The Federation of Pharmaceutical Manufacturer Associations of Japan, Japan’s largest pharmaceutical industry organisation, has therefore called for the introduction of a permanent new premium system.
The necessity of introducing the trial phase of the new premium system has been stressed at Chuikyo meetings to date. In this context, the number of unapproved drugs and off-label use drugs decreased during the trial, including the well-known procedures for off-label use drugs.
At present, the new premium system appears to be more favourable to foreign pharmaceutical manufacturers than to domestic manufacturers. In the Top 20 ranking there were 13 foreign manufacturers. Boehringer Ingelheim was 15th with a premium of JPY 1.27 billion for four NCEs or five products with the request for drug development.
Discussions on the introduction of the permanent new premium system are now being accelerated by the again more frequent Chuikyo meetings since October 2011. These sittings had been postponed after the earthquake in east Japan in March 2011. An overall price cut system is to be introduced in April 2012.
The MHLW is now promoting the use of generic drugs in order to reduce state medical expenditure, just as in the USA and European countries.
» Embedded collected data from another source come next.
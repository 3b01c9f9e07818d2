extern crate bytes;
extern crate prost;
extern crate prost_derive;
extern crate tonic;

/// Container Storage Interface v1 messages and services.
#[allow(clippy::derive_partial_eq_without_eq)]
#[allow(clippy::upper_case_acronyms)]
pub mod csi {
    include!(concat!(env!("OUT_DIR"), "/csi.v1.rs"));
}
The MHLW’s target is for generics to have a 30 % share of the whole prescription medicine market by 2012. The tablet share of the generic drugs increased by 3.5 % to 22.4 % in 2010 (from April 2010 to March 2011) compared to 2009 (from April 2009 to March 2010), according to recently published data from the MHLW. However, tablet share of generics was stable at around 22.5 % for the six months to March 2011, so it will be hard for the MHLW to reach its target of
30% by 2012.
The Japanese market is the second largest drug market in the world, attracting many foreign pharmaceutical companies trying to gain a foothold in this market. They expect their companies’ growth and expansion to be driven forward by utilising the market’s potential buying power, backed by the National Health Insurance System and outstanding opportunities for R&D offered by the Japanese pharmaceutical industry and the country’s science base.
The therapeutic area with the largest turnover is for drugs for cardiovascular diseases (JPY 1,770 billion or 19.1 % of the whole market). Second come alimentary & metabolic drugs (JPY1,149 billion or 12.4 %), followed by the anti-neoplastic/immunosuppressive drugs (JPY 1,128 billion or 12.2 %) the nervous system drugs (JPY 960 billion or 10.4 %), according to the data from IMS JPM (August 2011).
In medicines for cardiovascular diseases, the introduction of fixed dose combination (FDC) drugs for the treatment of hypertension, such as the combination of angiotensin II receptor blockers (ARBs) and hydrochlorothiazide, the combination of ARBs and calcium channel blockers (CCBs), has boosted the market in the last two to three years. Among others, Boehringer Ingelheim launched Micombi® (telmisartan + hydrochlorothiazide) in 2009 and Micamlo® (telmisartan + amlodipine) in 2010, thereby extending the Micardis® product line.
In metabolic drugs the launch of medicines in the indication diabetes with new modes of action, such as DPP-4 inhibitors and GLP-1 analogues in 2009 and 2010, has had a positive impact on the market. Trazenta® (linagliptin), the first treatment for diabetes from Boehringer Ingelheim, was placed on the NHI drug price list on 12 September 2011 and launched on 15 September 2011.
The oncology drug category has expanded constantly due to the continuous launches of new therapies, including molecular targeted agents. The sales volume of oncology medicines reached JPY 820 billion, or 8.8 % of the whole market, in August 2011, according to IMS data. The market is expected to grow in the near future due to the increasing number of patients with cancer. According to epidemiological studies, half of the Japanese population gets some form of cancer during their lives and a third die from it. Boehringer Ingelheim is at present continuing the clinical trials of afatinib - its first anti-cancer agent, a global treatment for breast cancer.